--- Saved entries ---
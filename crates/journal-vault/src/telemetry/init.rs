//! Tracing subscriber setup with optional OTLP span export.

use anyhow::{Context, Result};
use opentelemetry::KeyValue;
use opentelemetry_otlp::WithExportConfig;
use opentelemetry_sdk::{runtime, Resource};
use tracing_subscriber::{layer::SubscriberExt, util::SubscriberInitExt, EnvFilter};

/// Initialise the global tracing subscriber.
///
/// Configures:
/// - A JSON-formatted [`tracing_subscriber`] layer for structured log output.
/// - When `otlp_endpoint` is set, a [`tracing_opentelemetry`] layer that
///   exports spans to it over gRPC.
///
/// `RUST_LOG` takes precedence over `log_level` when present.
///
/// # Errors
///
/// Returns an error if the OTLP pipeline cannot be installed or a global
/// subscriber is already set.
pub fn init_telemetry(otlp_endpoint: Option<&str>, log_level: &str) -> Result<()> {
    let otel_layer = match otlp_endpoint {
        Some(endpoint) => {
            let tracer = opentelemetry_otlp::new_pipeline()
                .tracing()
                .with_exporter(
                    opentelemetry_otlp::new_exporter()
                        .tonic()
                        .with_endpoint(endpoint),
                )
                .with_trace_config(
                    opentelemetry_sdk::trace::Config::default().with_resource(service_resource()),
                )
                .install_batch(runtime::Tokio)
                .context("failed to install OTLP tracing pipeline")?;
            Some(tracing_opentelemetry::layer().with_tracer(tracer))
        }
        None => None,
    };

    let env_filter =
        EnvFilter::try_from_default_env().unwrap_or_else(|_| EnvFilter::new(log_level));

    tracing_subscriber::registry()
        .with(env_filter)
        .with(tracing_subscriber::fmt::layer().json())
        .with(otel_layer)
        .try_init()
        .context("failed to initialise tracing subscriber")?;

    Ok(())
}

fn service_resource() -> Resource {
    Resource::new(vec![
        KeyValue::new(
            opentelemetry_semantic_conventions::resource::SERVICE_NAME,
            "journal-vault",
        ),
        KeyValue::new(
            opentelemetry_semantic_conventions::resource::SERVICE_VERSION,
            env!("CARGO_PKG_VERSION"),
        ),
    ])
}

--- WHAT IS BEING ASKED ---
Would you please copy every line of the data exactly?

--- ANSWER FOR THIS EXERCISE ---
filename crates/journal-vault/src/telemetry/init.rs
//! Tracing subscriber setup with optional OTLP span export.

use anyhow::{Context, Result};
use opentelemetry::KeyValue;
use opentelemetry_otlp::WithExportConfig;
use opentelemetry_sdk::{runtime, Resource};
use tracing_subscriber::{layer::SubscriberExt, util::SubscriberInitExt, EnvFilter};

/// Initialise the global tracing subscriber.
///
/// Configures:
/// - A JSON-formatted [`tracing_subscriber`] layer for structured log output.
/// - When `otlp_endpoint` is set, a [`tracing_opentelemetry`] layer that
///   exports spans to it over gRPC.
///
/// `RUST_LOG` takes precedence over `log_level` when present.
///
/// # Errors
///
/// Returns an error if the OTLP pipeline cannot be installed or a global
/// subscriber is already set.
pub fn init_telemetry(otlp_endpoint: Option<&str>, log_level: &str) -> Result<()> {
    let otel_layer = match otlp_endpoint {
        Some(endpoint) => {
            let tracer = opentelemetry_otlp::new_pipeline()
                .tracing()
                .with_exporter(
                    opentelemetry_otlp::new_exporter()
                        .tonic()
                        .with_endpoint(endpoint),
                )
                .with_trace_config(
                    opentelemetry_sdk::trace::Config::default().with_resource(service_resource()),
                )
                .install_batch(runtime::Tokio)
                .context("failed to install OTLP tracing pipeline")?;
            Some(tracing_opentelemetry::layer().with_tracer(tracer))
        }
        None => None,
    };

    let env_filter =
        EnvFilter::try_from_default_env().unwrap_or_else(|_| EnvFilter::new(log_level));

    tracing_subscriber::registry()
        .with(env_filter)
        .with(tracing_subscriber::fmt::layer().json())
        .with(otel_layer)
        .try_init()
        .context("failed to initialise tracing subscriber")?;

    Ok(())
}

fn service_resource() -> Resource {
    Resource::new(vec![
        KeyValue::new(
            opentelemetry_semantic_conventions::resource::SERVICE_NAME,
            "journal-vault",
        ),
        KeyValue::new(
            opentelemetry_semantic_conventions::resource::SERVICE_VERSION,
            env!("CARGO_PKG_VERSION"),
        ),
    ])
}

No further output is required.